YOUR GOAL
Would you repeat each of the lines below exactly?

Stored dataset items
Segment Open

use async_trait::async_trait;
use geo_types::Rect;
use std::collections::{HashMap, HashSet};
use std::sync::atomic::{AtomicUsize, Ordering};
use std::sync::{Arc, Mutex};
use tokio::sync::{Notify, Semaphore};
use uuid::Uuid;

use crate::{
    api::{DirectionsAPI, GeocodingAPI, MapView, PlacesAPI},
    entities::{
        Coordinates, DirectionsRequest, DirectionsResponse, DirectionsRoute, Geometry, Leg, Place,
        PlaceSuggestion, PlaceSuggestions, Stop,
    },
    error::{geocoding_error, invalid_input_error, routing_error, Error},
};

pub fn stops(addresses: &[&str]) -> Vec<Stop> {
    addresses
        .iter()
        .map(|address| Stop {
            id: Uuid::new_v4(),
            address: address.to_string(),
        })
        .collect()
}

pub fn route(legs: &[(u64, u64)], waypoint_order: &[usize]) -> DirectionsResponse {
    DirectionsResponse {
        routes: vec![DirectionsRoute {
            legs: legs
                .iter()
                .map(|&(distance_meters, duration_seconds)| Leg {
                    distance_meters,
                    duration_seconds,
                })
                .collect(),
            waypoint_order: waypoint_order.to_vec(),
        }],
    }
}

/// Directions collaborator that replays a canned reply and records requests.
/// A gated one holds every reply until the test releases it.
pub struct MockDirections {
    reply: Mutex<Result<DirectionsResponse, Error>>,
    requests: Mutex<Vec<DirectionsRequest>>,
    calls: AtomicUsize,
    gate: Semaphore,
    received: Notify,
}

impl MockDirections {
    pub fn replying(reply: DirectionsResponse) -> Arc<Self> {
        Self::build(Ok(reply), Semaphore::MAX_PERMITS)
    }

    pub fn failing(message: &str) -> Arc<Self> {
        Self::build(Err(routing_error(message)), Semaphore::MAX_PERMITS)
    }

    pub fn gated(reply: DirectionsResponse) -> Arc<Self> {
        Self::build(Ok(reply), 0)
    }

    fn build(reply: Result<DirectionsResponse, Error>, permits: usize) -> Arc<Self> {
        Arc::new(Self {
            reply: Mutex::new(reply),
            requests: Mutex::new(vec![]),
            calls: AtomicUsize::new(0),
            gate: Semaphore::new(permits),
            received: Notify::new(),
        })
    }

    /// Resolves once a request has reached the mock. Each request wakes one
    /// waiter.
    pub async fn requested(&self) {
        self.received.notified().await;
    }

    pub fn release(&self, replies: usize) {
        self.gate.add_permits(replies);
    }

    pub fn set_reply(&self, reply: Result<DirectionsResponse, Error>) {
        *self.reply.lock().unwrap() = reply;
    }

    pub fn calls(&self) -> usize {
        self.calls.load(Ordering::SeqCst)
    }

    pub fn last_request(&self) -> Option<DirectionsRequest> {
        self.requests.lock().unwrap().last().cloned()
    }
}

#[async_trait]
impl DirectionsAPI for MockDirections {
    async fn route(&self, request: DirectionsRequest) -> Result<DirectionsResponse, Error> {
        self.calls.fetch_add(1, Ordering::SeqCst);
        self.requests.lock().unwrap().push(request);
        self.received.notify_one();

        let permit = self
            .gate
            .acquire()
            .await
            .map_err(|_| routing_error("gate closed"))?;
        permit.forget();

        self.reply.lock().unwrap().clone()
    }
}

/// Geocoder whose lookups wait on a gate until the test releases them.
pub struct MockGeocoder {
    gate: Semaphore,
    failing: HashSet<String>,
    calls: AtomicUsize,
}

impl MockGeocoder {
    pub fn open() -> Arc<Self> {
        Self::build(Semaphore::MAX_PERMITS, &[])
    }

    pub fn gated() -> Arc<Self> {
        Self::build(0, &[])
    }

    pub fn failing_for(addresses: &[&str]) -> Arc<Self> {
        Self::build(Semaphore::MAX_PERMITS, addresses)
    }

    fn build(permits: usize, failing: &[&str]) -> Arc<Self> {
        Arc::new(Self {
            gate: Semaphore::new(permits),
            failing: failing.iter().map(|a| a.to_string()).collect(),
            calls: AtomicUsize::new(0),
        })
    }

    pub fn release(&self, lookups: usize) {
        self.gate.add_permits(lookups);
    }

    pub fn calls(&self) -> usize {
        self.calls.load(Ordering::SeqCst)
    }

    /// Deterministic fake position derived from the address.
    pub fn position(address: &str) -> Coordinates {
        let n = address.bytes().map(f64::from).sum::<f64>();
        Coordinates::new(32.0 + n / 10_000.0, -117.0 - n / 10_000.0)
    }
}

#[async_trait]
impl GeocodingAPI for MockGeocoder {
    async fn geocode(&self, address: String) -> Result<Coordinates, Error> {
        self.calls.fetch_add(1, Ordering::SeqCst);

        let permit = self
            .gate
            .acquire()
            .await
            .map_err(|_| geocoding_error("gate closed"))?;
        permit.forget();

        if self.failing.contains(&address) {
            return Err(geocoding_error(format!("ZERO_RESULTS for {}", address)));
        }

        Ok(Self::position(&address))
    }
}

#[derive(Default)]
pub struct MockPlaces {
    pub places: HashMap<String, Place>,
    pub suggestions: PlaceSuggestions,
}

impl MockPlaces {
    pub fn with_place(place_id: &str, formatted_address: &str) -> Arc<Self> {
        let place = Place {
            place_id: place_id.into(),
            formatted_address: formatted_address.into(),
            geometry: Geometry {
                location: MockGeocoder::position(formatted_address),
            },
        };

        Arc::new(Self {
            places: HashMap::from([(place_id.to_string(), place)]),
            suggestions: vec![PlaceSuggestion {
                place_id: place_id.into(),
                description: formatted_address.into(),
            }],
        })
    }
}

#[async_trait]
impl PlacesAPI for MockPlaces {
    async fn find_place_suggestions(
        &self,
        input: String,
        _session_token: String,
    ) -> Result<PlaceSuggestions, Error> {
        Ok(self
            .suggestions
            .iter()
            .filter(|s| s.description.contains(&input))
            .cloned()
            .collect())
    }

    async fn find_place(&self, place_id: String, _session_token: String) -> Result<Place, Error> {
        self.places
            .get(&place_id)
            .cloned()
            .ok_or_else(invalid_input_error)
    }
}

#[derive(Clone, Debug, PartialEq)]
pub enum ViewCall {
    PanTo(Coordinates),
    SetZoom(u8),
    FitBounds(Rect<f64>),
}

#[derive(Default)]
pub struct RecordingView {
    pub calls: Mutex<Vec<ViewCall>>,
}

impl RecordingView {
    pub fn calls(&self) -> Vec<ViewCall> {
        self.calls.lock().unwrap().clone()
    }
}

impl MapView for RecordingView {
    fn pan_to(&self, center: Coordinates) {
        self.calls.lock().unwrap().push(ViewCall::PanTo(center));
    }

    fn set_zoom(&self, zoom: u8) {
        self.calls.lock().unwrap().push(ViewCall::SetZoom(zoom));
    }

    fn fit_bounds(&self, bounds: Rect<f64>) {
        self.calls.lock().unwrap().push(ViewCall::FitBounds(bounds));
    }
}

Segment Closed

ANSWER FOR THE TASK
use async_trait::async_trait;
use geo_types::Rect;
use std::collections::{HashMap, HashSet};
use std::sync::atomic::{AtomicUsize, Ordering};
use std::sync::{Arc, Mutex};
use tokio::sync::{Notify, Semaphore};
use uuid::Uuid;

use crate::{
    api::{DirectionsAPI, GeocodingAPI, MapView, PlacesAPI},
    entities::{
        Coordinates, DirectionsRequest, DirectionsResponse, DirectionsRoute, Geometry, Leg, Place,
        PlaceSuggestion, PlaceSuggestions, Stop,
    },
    error::{geocoding_error, invalid_input_error, routing_error, Error},
};

pub fn stops(addresses: &[&str]) -> Vec<Stop> {
    addresses
        .iter()
        .map(|address| Stop {
            id: Uuid::new_v4(),
            address: address.to_string(),
        })
        .collect()
}

pub fn route(legs: &[(u64, u64)], waypoint_order: &[usize]) -> DirectionsResponse {
    DirectionsResponse {
        routes: vec![DirectionsRoute {
            legs: legs
                .iter()
                .map(|&(distance_meters, duration_seconds)| Leg {
                    distance_meters,
                    duration_seconds,
                })
                .collect(),
            waypoint_order: waypoint_order.to_vec(),
        }],
    }
}

/// Directions collaborator that replays a canned reply and records requests.
/// A gated one holds every reply until the test releases it.
pub struct MockDirections {
    reply: Mutex<Result<DirectionsResponse, Error>>,
    requests: Mutex<Vec<DirectionsRequest>>,
    calls: AtomicUsize,
    gate: Semaphore,
    received: Notify,
}

impl MockDirections {
    pub fn replying(reply: DirectionsResponse) -> Arc<Self> {
        Self::build(Ok(reply), Semaphore::MAX_PERMITS)
    }

    pub fn failing(message: &str) -> Arc<Self> {
        Self::build(Err(routing_error(message)), Semaphore::MAX_PERMITS)
    }

    pub fn gated(reply: DirectionsResponse) -> Arc<Self> {
        Self::build(Ok(reply), 0)
    }

    fn build(reply: Result<DirectionsResponse, Error>, permits: usize) -> Arc<Self> {
        Arc::new(Self {
            reply: Mutex::new(reply),
            requests: Mutex::new(vec![]),
            calls: AtomicUsize::new(0),
            gate: Semaphore::new(permits),
            received: Notify::new(),
        })
    }

    /// Resolves once a request has reached the mock. Each request wakes one
    /// waiter.
    pub async fn requested(&self) {
        self.received.notified().await;
    }

    pub fn release(&self, replies: usize) {
        self.gate.add_permits(replies);
    }

    pub fn set_reply(&self, reply: Result<DirectionsResponse, Error>) {
        *self.reply.lock().unwrap() = reply;
    }

    pub fn calls(&self) -> usize {
        self.calls.load(Ordering::SeqCst)
    }

    pub fn last_request(&self) -> Option<DirectionsRequest> {
        self.requests.lock().unwrap().last().cloned()
    }
}

#[async_trait]
impl DirectionsAPI for MockDirections {
    async fn route(&self, request: DirectionsRequest) -> Result<DirectionsResponse, Error> {
        self.calls.fetch_add(1, Ordering::SeqCst);
        self.requests.lock().unwrap().push(request);
        self.received.notify_one();

        let permit = self
            .gate
            .acquire()
            .await
            .map_err(|_| routing_error("gate closed"))?;
        permit.forget();

        self.reply.lock().unwrap().clone()
    }
}

/// Geocoder whose lookups wait on a gate until the test releases them.
pub struct MockGeocoder {
    gate: Semaphore,
    failing: HashSet<String>,
    calls: AtomicUsize,
}

impl MockGeocoder {
    pub fn open() -> Arc<Self> {
        Self::build(Semaphore::MAX_PERMITS, &[])
    }

    pub fn gated() -> Arc<Self> {
        Self::build(0, &[])
    }

    pub fn failing_for(addresses: &[&str]) -> Arc<Self> {
        Self::build(Semaphore::MAX_PERMITS, addresses)
    }

    fn build(permits: usize, failing: &[&str]) -> Arc<Self> {
        Arc::new(Self {
            gate: Semaphore::new(permits),
            failing: failing.iter().map(|a| a.to_string()).collect(),
            calls: AtomicUsize::new(0),
        })
    }

    pub fn release(&self, lookups: usize) {
        self.gate.add_permits(lookups);
    }

    pub fn calls(&self) -> usize {
        self.calls.load(Ordering::SeqCst)
    }

    /// Deterministic fake position derived from the address.
    pub fn position(address: &str) -> Coordinates {
        let n = address.bytes().map(f64::from).sum::<f64>();
        Coordinates::new(32.0 + n / 10_000.0, -117.0 - n / 10_000.0)
    }
}

#[async_trait]
impl GeocodingAPI for MockGeocoder {
    async fn geocode(&self, address: String) -> Result<Coordinates, Error> {
        self.calls.fetch_add(1, Ordering::SeqCst);

        let permit = self
            .gate
            .acquire()
            .await
            .map_err(|_| geocoding_error("gate closed"))?;
        permit.forget();

        if self.failing.contains(&address) {
            return Err(geocoding_error(format!("ZERO_RESULTS for {}", address)));
        }

        Ok(Self::position(&address))
    }
}

#[derive(Default)]
pub struct MockPlaces {
    pub places: HashMap<String, Place>,
    pub suggestions: PlaceSuggestions,
}

impl MockPlaces {
    pub fn with_place(place_id: &str, formatted_address: &str) -> Arc<Self> {
        let place = Place {
            place_id: place_id.into(),
            formatted_address: formatted_address.into(),
            geometry: Geometry {
                location: MockGeocoder::position(formatted_address),
            },
        };

        Arc::new(Self {
            places: HashMap::from([(place_id.to_string(), place)]),
            suggestions: vec![PlaceSuggestion {
                place_id: place_id.into(),
                description: formatted_address.into(),
            }],
        })
    }
}

#[async_trait]
impl PlacesAPI for MockPlaces {
    async fn find_place_suggestions(
        &self,
        input: String,
        _session_token: String,
    ) -> Result<PlaceSuggestions, Error> {
        Ok(self
            .suggestions
            .iter()
            .filter(|s| s.description.contains(&input))
            .cloned()
            .collect())
    }

    async fn find_place(&self, place_id: String, _session_token: String) -> Result<Place, Error> {
        self.places
            .get(&place_id)
            .cloned()
            .ok_or_else(invalid_input_error)
    }
}

#[derive(Clone, Debug, PartialEq)]
pub enum ViewCall {
    PanTo(Coordinates),
    SetZoom(u8),
    FitBounds(Rect<f64>),
}

#[derive(Default)]
pub struct RecordingView {
    pub calls: Mutex<Vec<ViewCall>>,
}

impl RecordingView {
    pub fn calls(&self) -> Vec<ViewCall> {
        self.calls.lock().unwrap().clone()
    }
}

impl MapView for RecordingView {
    fn pan_to(&self, center: Coordinates) {
        self.calls.lock().unwrap().push(ViewCall::PanTo(center));
    }

    fn set_zoom(&self, zoom: u8) {
        self.calls.lock().unwrap().push(ViewCall::SetZoom(zoom));
    }

    fn fit_bounds(&self, bounds: Rect<f64>) {
        self.calls.lock().unwrap().push(ViewCall::FitBounds(bounds));
    }
}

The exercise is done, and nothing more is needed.